Background: Cisplatin is a powerful treatment for cancer; however, its clinical application is compromised due to its potential for nephrotoxicity. The development of nephroprotective agents is hindered mainly due to the lack of understanding of the exact underlying mechanism. Additionally, the identification of safe nephroprotective agents that can be used as an adjunct to cisplatin is necessary. Methods: Rats were pretreated with thymol (60 mg/kg, orally) daily for two weeks and received a single cisplatin injection (8 mg/kg, i.p.) on the seventh day to induce nephrotoxicity. Results: Thymol prevented cisplatin-induced renal injury and restored serum creatinine and blood urea nitrogen.
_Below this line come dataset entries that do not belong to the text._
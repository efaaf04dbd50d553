use thiserror::Error;

use cookbook_core::{ValidationError, ViewError};

/// Error type for calls to the recipe service.
#[derive(Error, Debug, Clone, PartialEq)]
pub enum RemoteError {
    #[error("Network error: {0}")]
    Transport(String),

    #[error("HTTP error: {0}")]
    Status(u16),

    #[error("Malformed response: {0}")]
    Malformed(String),
}

impl From<ValidationError> for RemoteError {
    fn from(e: ValidationError) -> Self {
        RemoteError::Malformed(e.to_string())
    }
}

impl From<serde_json::Error> for RemoteError {
    fn from(e: serde_json::Error) -> Self {
        RemoteError::Malformed(e.to_string())
    }
}

impl From<reqwest::Error> for RemoteError {
    fn from(e: reqwest::Error) -> Self {
        RemoteError::Transport(e.to_string())
    }
}

impl From<RemoteError> for ViewError {
    fn from(e: RemoteError) -> Self {
        match e {
            RemoteError::Transport(msg) => ViewError::Transport(msg),
            RemoteError::Status(code) => ViewError::Transport(format!("HTTP error: {}", code)),
            RemoteError::Malformed(msg) => ViewError::MalformedResponse(msg),
        }
    }
}

#[cfg(test)]
mod tests {
    use super::*;

    #[test]
    fn test_status_maps_to_transport() {
        let e: ViewError = RemoteError::Status(503).into();
        assert_eq!(e, ViewError::Transport("HTTP error: 503".to_string()));
    }

    #[test]
    fn test_validation_maps_to_malformed() {
        let e: RemoteError = ValidationError::EmptyId.into();
        let e: ViewError = e.into();
        assert!(matches!(e, ViewError::MalformedResponse(_)));
    }
}
pub mod favorites;
pub mod health;
pub mod view;

use axum::Router;
use tower_http::cors::CorsLayer;

use cookbook_remote::RecipeService;

use crate::state::AppState;

pub fn create_router<S: RecipeService + 'static>(state: AppState<S>) -> Router {
    Router::new()
        .merge(view::routes::<S>())
        .merge(favorites::routes::<S>())
        .merge(health::routes::<S>())
        .layer(CorsLayer::permissive())
        .with_state(state)
}
use std::future::Future;
use std::time::Duration;

use cookbook_core::{FavoriteSet, Recipe, RecipeId, ToggleOutcome};

use crate::error::RemoteError;
use crate::protocol::{parse_collection, parse_favorites, parse_toggle, ToggleRequest};

/// Trait for talking to the recipe service.
pub trait RecipeService: Send + Sync {
    /// Fetch the full recipe collection. No authentication.
    fn fetch_recipes(&self) -> impl Future<Output = Result<Vec<Recipe>, RemoteError>> + Send;

    /// Fetch the ids of the user's favorite recipes.
    fn fetch_favorites(
        &self,
        token: &str,
    ) -> impl Future<Output = Result<FavoriteSet, RemoteError>> + Send;

    /// Toggle a favorite. The returned outcome is decided by the service.
    fn toggle_favorite(
        &self,
        token: &str,
        id: &RecipeId,
    ) -> impl Future<Output = Result<ToggleOutcome, RemoteError>> + Send;
}

/// Recipe service reached over HTTP.
pub struct HttpRecipeService {
    client: reqwest::Client,
    base_url: String,
}

impl HttpRecipeService {
    /// Create a client for the service at `base_url`. Every request is
    /// bounded by `timeout`.
    pub fn new(base_url: impl Into<String>, timeout: Duration) -> Result<Self, RemoteError> {
        let client = reqwest::Client::builder().timeout(timeout).build()?;
        Ok(Self {
            client,
            base_url: base_url.into().trim_end_matches('/').to_string(),
        })
    }

    pub fn base_url(&self) -> &str {
        &self.base_url
    }

    fn url(&self, path: &str) -> String {
        format!("{}{}", self.base_url, path)
    }

    async fn read_body(response: reqwest::Response) -> Result<String, RemoteError> {
        let status = response.status();
        if !status.is_success() {
            return Err(RemoteError::Status(status.as_u16()));
        }
        Ok(response.text().await?)
    }
}

impl RecipeService for HttpRecipeService {
    async fn fetch_recipes(&self) -> Result<Vec<Recipe>, RemoteError> {
        let response = self.client.get(self.url("/recipes/")).send().await?;
        let body = Self::read_body(response).await?;
        parse_collection(&body)
    }

    async fn fetch_favorites(&self, token: &str) -> Result<FavoriteSet, RemoteError> {
        let response = self
            .client
            .get(self.url("/favorites"))
            .bearer_auth(token)
            .send()
            .await?;
        let body = Self::read_body(response).await?;
        parse_favorites(&body)
    }

    async fn toggle_favorite(
        &self,
        token: &str,
        id: &RecipeId,
    ) -> Result<ToggleOutcome, RemoteError> {
        let response = self
            .client
            .post(self.url("/favorites/toggle"))
            .bearer_auth(token)
            .json(&ToggleRequest::new(id.clone()))
            .send()
            .await?;
        let body = Self::read_body(response).await?;
        parse_toggle(&body)
    }
}

// In-memory implementation for testing
#[cfg(any(test, feature = "test-utils"))]
pub mod memory {
    use super::*;
    use std::collections::HashSet;
    use std::sync::atomic::{AtomicBool, AtomicUsize, Ordering};
    use std::sync::RwLock;

    /// In-memory recipe service for testing.
    ///
    /// Keeps the server-side favorites and toggles them by presence, the way
    /// the real service does. Counts calls so tests can assert that no
    /// request was made.
    #[derive(Default)]
    pub struct InMemoryRecipeService {
        recipes: RwLock<Vec<Recipe>>,
        favorites: RwLock<HashSet<RecipeId>>,
        accepted_token: RwLock<Option<String>>,
        toggle_delay: RwLock<Option<Duration>>,
        fail_recipes: AtomicBool,
        fail_favorites: AtomicBool,
        fail_toggle: AtomicBool,
        recipe_calls: AtomicUsize,
        favorite_calls: AtomicUsize,
        toggle_calls: AtomicUsize,
    }

    impl InMemoryRecipeService {
        pub fn new() -> Self {
            Self::default()
        }

        pub fn with_recipes(self, recipes: Vec<Recipe>) -> Self {
            *self.recipes.write().unwrap() = recipes;
            self
        }

        pub fn with_favorites<I, T>(self, ids: I) -> Self
        where
            I: IntoIterator<Item = T>,
            T: Into<RecipeId>,
        {
            *self.favorites.write().unwrap() = ids.into_iter().map(Into::into).collect();
            self
        }

        /// Only accept this bearer token; others get a 401.
        pub fn with_accepted_token(self, token: impl Into<String>) -> Self {
            *self.accepted_token.write().unwrap() = Some(token.into());
            self
        }

        pub fn with_toggle_delay(self, delay: Duration) -> Self {
            *self.toggle_delay.write().unwrap() = Some(delay);
            self
        }

        pub fn set_recipes(&self, recipes: Vec<Recipe>) {
            *self.recipes.write().unwrap() = recipes;
        }

        /// Change the server-side favorites, as another session would.
        pub fn set_server_favorite(&self, id: impl Into<RecipeId>, favorite: bool) {
            let id = id.into();
            let mut favorites = self.favorites.write().unwrap();
            if favorite {
                favorites.insert(id);
            } else {
                favorites.remove(&id);
            }
        }

        pub fn server_favorites(&self) -> HashSet<RecipeId> {
            self.favorites.read().unwrap().clone()
        }

        pub fn fail_recipes(&self, fail: bool) {
            self.fail_recipes.store(fail, Ordering::SeqCst);
        }

        pub fn fail_favorites(&self, fail: bool) {
            self.fail_favorites.store(fail, Ordering::SeqCst);
        }

        pub fn fail_toggle(&self, fail: bool) {
            self.fail_toggle.store(fail, Ordering::SeqCst);
        }

        pub fn recipe_calls(&self) -> usize {
            self.recipe_calls.load(Ordering::SeqCst)
        }

        pub fn favorite_calls(&self) -> usize {
            self.favorite_calls.load(Ordering::SeqCst)
        }

        pub fn toggle_calls(&self) -> usize {
            self.toggle_calls.load(Ordering::SeqCst)
        }

        fn check_token(&self, token: &str) -> Result<(), RemoteError> {
            match self.accepted_token.read().unwrap().as_deref() {
                Some(accepted) if accepted != token => Err(RemoteError::Status(401)),
                _ => Ok(()),
            }
        }
    }

    impl RecipeService for InMemoryRecipeService {
        async fn fetch_recipes(&self) -> Result<Vec<Recipe>, RemoteError> {
            self.recipe_calls.fetch_add(1, Ordering::SeqCst);
            if self.fail_recipes.load(Ordering::SeqCst) {
                return Err(RemoteError::Status(500));
            }
            Ok(self.recipes.read().unwrap().clone())
        }

        async fn fetch_favorites(&self, token: &str) -> Result<FavoriteSet, RemoteError> {
            self.favorite_calls.fetch_add(1, Ordering::SeqCst);
            self.check_token(token)?;
            if self.fail_favorites.load(Ordering::SeqCst) {
                return Err(RemoteError::Transport("connection refused".to_string()));
            }
            Ok(self.favorites.read().unwrap().iter().cloned().collect())
        }

        async fn toggle_favorite(
            &self,
            token: &str,
            id: &RecipeId,
        ) -> Result<ToggleOutcome, RemoteError> {
            self.toggle_calls.fetch_add(1, Ordering::SeqCst);
            self.check_token(token)?;

            let delay = *self.toggle_delay.read().unwrap();
            if let Some(delay) = delay {
                tokio::time::sleep(delay).await;
            }

            if self.fail_toggle.load(Ordering::SeqCst) {
                return Err(RemoteError::Status(500));
            }

            let mut favorites = self.favorites.write().unwrap();
            if favorites.remove(id) {
                Ok(ToggleOutcome::Removed)
            } else {
                favorites.insert(id.clone());
                Ok(ToggleOutcome::Added)
            }
        }
    }

}

#[cfg(test)]
mod tests {
    use super::*;

    #[test]
    fn test_base_url_trailing_slash_trimmed() {
        let service =
            HttpRecipeService::new("https://recipes.example.com/", Duration::from_secs(5)).unwrap();

        assert_eq!(service.base_url(), "https://recipes.example.com");
        assert_eq!(
            service.url("/recipes/"),
            "https://recipes.example.com/recipes/"
        );
    }

    #[tokio::test]
    async fn test_unreachable_service_is_transport_error() {
        let service =
            HttpRecipeService::new("http://127.0.0.1:9", Duration::from_millis(500)).unwrap();

        let err = service.fetch_recipes().await.unwrap_err();

        assert!(matches!(err, RemoteError::Transport(_)));
    }
}
use axum::{
    http::StatusCode,
    response::{IntoResponse, Response},
    Json,
};
use serde::Serialize;
use thiserror::Error;

use cookbook_core::{RecipeId, ViewError};

#[derive(Error, Debug)]
pub enum ApiError {
    #[error(transparent)]
    View(#[from] ViewError),

    #[error("Recipe not found: {0}")]
    RecipeNotFound(RecipeId),
}

#[derive(Serialize)]
struct ErrorBody {
    error: String,
}

impl ApiError {
    pub fn status(&self) -> StatusCode {
        match self {
            ApiError::View(ViewError::Unauthenticated) => StatusCode::UNAUTHORIZED,
            ApiError::View(ViewError::ToggleInFlight(_)) => StatusCode::CONFLICT,
            ApiError::View(ViewError::Transport(_)) => StatusCode::BAD_GATEWAY,
            ApiError::View(ViewError::MalformedResponse(_)) => StatusCode::BAD_GATEWAY,
            ApiError::RecipeNotFound(_) => StatusCode::NOT_FOUND,
        }
    }
}

impl IntoResponse for ApiError {
    fn into_response(self) -> Response {
        let status = self.status();
        let body = ErrorBody {
            error: self.to_string(),
        };
        (status, Json(body)).into_response()
    }
}
use axum::{routing::get, Router};

use crate::state::AppState;

pub fn routes<S: Send + Sync + 'static>() -> Router<AppState<S>> {
    Router::new().route("/health", get(health))
}

async fn health() -> &'static str {
    "OK"
}
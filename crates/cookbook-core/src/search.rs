use crate::recipe::Recipe;

/// Case-insensitive substring filter over recipe names.
#[derive(Debug, Clone, Default, PartialEq, Eq)]
pub struct SearchPredicate {
    query: String,
    needle: String,
}

impl SearchPredicate {
    pub fn new(query: impl Into<String>) -> Self {
        let query = query.into();
        let needle = query.to_lowercase();
        Self { query, needle }
    }

    /// The query as typed by the user.
    pub fn query(&self) -> &str {
        &self.query
    }

    pub fn is_empty(&self) -> bool {
        self.query.is_empty()
    }

    pub fn matches(&self, recipe: &Recipe) -> bool {
        self.needle.is_empty() || recipe.name.to_lowercase().contains(&self.needle)
    }

    /// Recipes whose name matches, in collection order.
    pub fn filter<'a>(&self, recipes: &'a [Recipe]) -> Vec<&'a Recipe> {
        recipes.iter().filter(|r| self.matches(r)).collect()
    }
}
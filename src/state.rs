use std::sync::Arc;

use cookbook_remote::{MemoryTokenStore, RecipeService, TokenProvider};

use crate::view::{ListView, ViewOptions};

/// Application state shared across handlers.
pub struct AppState<S> {
    pub view: Arc<ListView<S>>,
    pub tokens: Arc<MemoryTokenStore>,
}

// Manual impl: cloning the state never requires cloning the service.
impl<S> Clone for AppState<S> {
    fn clone(&self) -> Self {
        Self {
            view: self.view.clone(),
            tokens: self.tokens.clone(),
        }
    }
}

impl<S: RecipeService> AppState<S> {
    pub fn new(service: Arc<S>, tokens: Arc<MemoryTokenStore>, options: ViewOptions) -> Self {
        let provider: Arc<dyn TokenProvider> = tokens.clone();
        Self {
            view: Arc::new(ListView::new(service, provider, options)),
            tokens,
        }
    }
}
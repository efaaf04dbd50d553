use serde::{Deserialize, Serialize};

/// Opaque identifier of a recipe, stable across requests.
#[derive(Debug, Clone, PartialEq, Eq, PartialOrd, Ord, Hash, Serialize, Deserialize)]
#[serde(transparent)]
pub struct RecipeId(pub String);

impl RecipeId {
    pub fn new(id: impl Into<String>) -> Self {
        Self(id.into())
    }

    pub fn as_str(&self) -> &str {
        &self.0
    }
}

impl std::fmt::Display for RecipeId {
    fn fmt(&self, f: &mut std::fmt::Formatter<'_>) -> std::fmt::Result {
        f.write_str(&self.0)
    }
}

impl From<&str> for RecipeId {
    fn from(s: &str) -> Self {
        Self(s.to_string())
    }
}

impl From<String> for RecipeId {
    fn from(s: String) -> Self {
        Self(s)
    }
}

/// A recipe as consumed by the list view. Immutable once fetched.
#[derive(Debug, Clone, PartialEq, Serialize, Deserialize)]
pub struct Recipe {
    pub id: RecipeId,
    pub name: String,
    pub time_to_cook: String,
    pub image: Option<String>,
}

impl Recipe {
    /// Create a recipe. An empty image is treated as no image.
    pub fn new(
        id: impl Into<RecipeId>,
        name: impl Into<String>,
        time_to_cook: impl Into<String>,
        image: Option<String>,
    ) -> Self {
        Self {
            id: id.into(),
            name: name.into(),
            time_to_cook: time_to_cook.into(),
            image: image.filter(|url| !url.trim().is_empty()),
        }
    }

    /// Route of the detail view for this recipe.
    pub fn detail_href(&self) -> String {
        format!("/recipe/{}", self.id)
    }
}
The renoprotective activity of thymol was further validated by histopathological studies, as demonstrated by the preserved architectures of the glomeruli, proximal, and distal convoluted tubules. Oxidative stress plays an important role in the pathophysiology of nephrotoxicity. Herein, cisplatin administration increased lipid peroxides and depleted the cellular antioxidant defense mechanisms (GSH, SOD, Nrf2, and HO-1). Interestingly, thymol remarkably ameliorated these alterations and restored oxidative status. We further examined the impact of cisplatin and/or thymol on cuproptosis, a distinct type of cell death associated with the excess intracellular accumulation of copper which is aggravated by oxidative stress. Pretreatment with thymol blunted the cisplatin-induced upregulation of genes associated with cuproptosis, including SLC31A1, DLAT, FDX1, LIAS, and ATP7A, as well as FDX1 protein expression. Furthermore, the molecular docking studies of thymol demonstrated favorable fitting and interactions with the conservative amino acids of FDX-1, DLAT, and ATP7A. This further supports the inhibitory effect of thymol on cuproptosis, which underlies its protective properties. Conclusions: This study illustrates that cuproptosis and oxidative stress play crucial roles in the development and progression of cisplatin-induced nephrotoxicity, and the protective activity of thymol is attributed, at least in part, to blunting these mechanisms.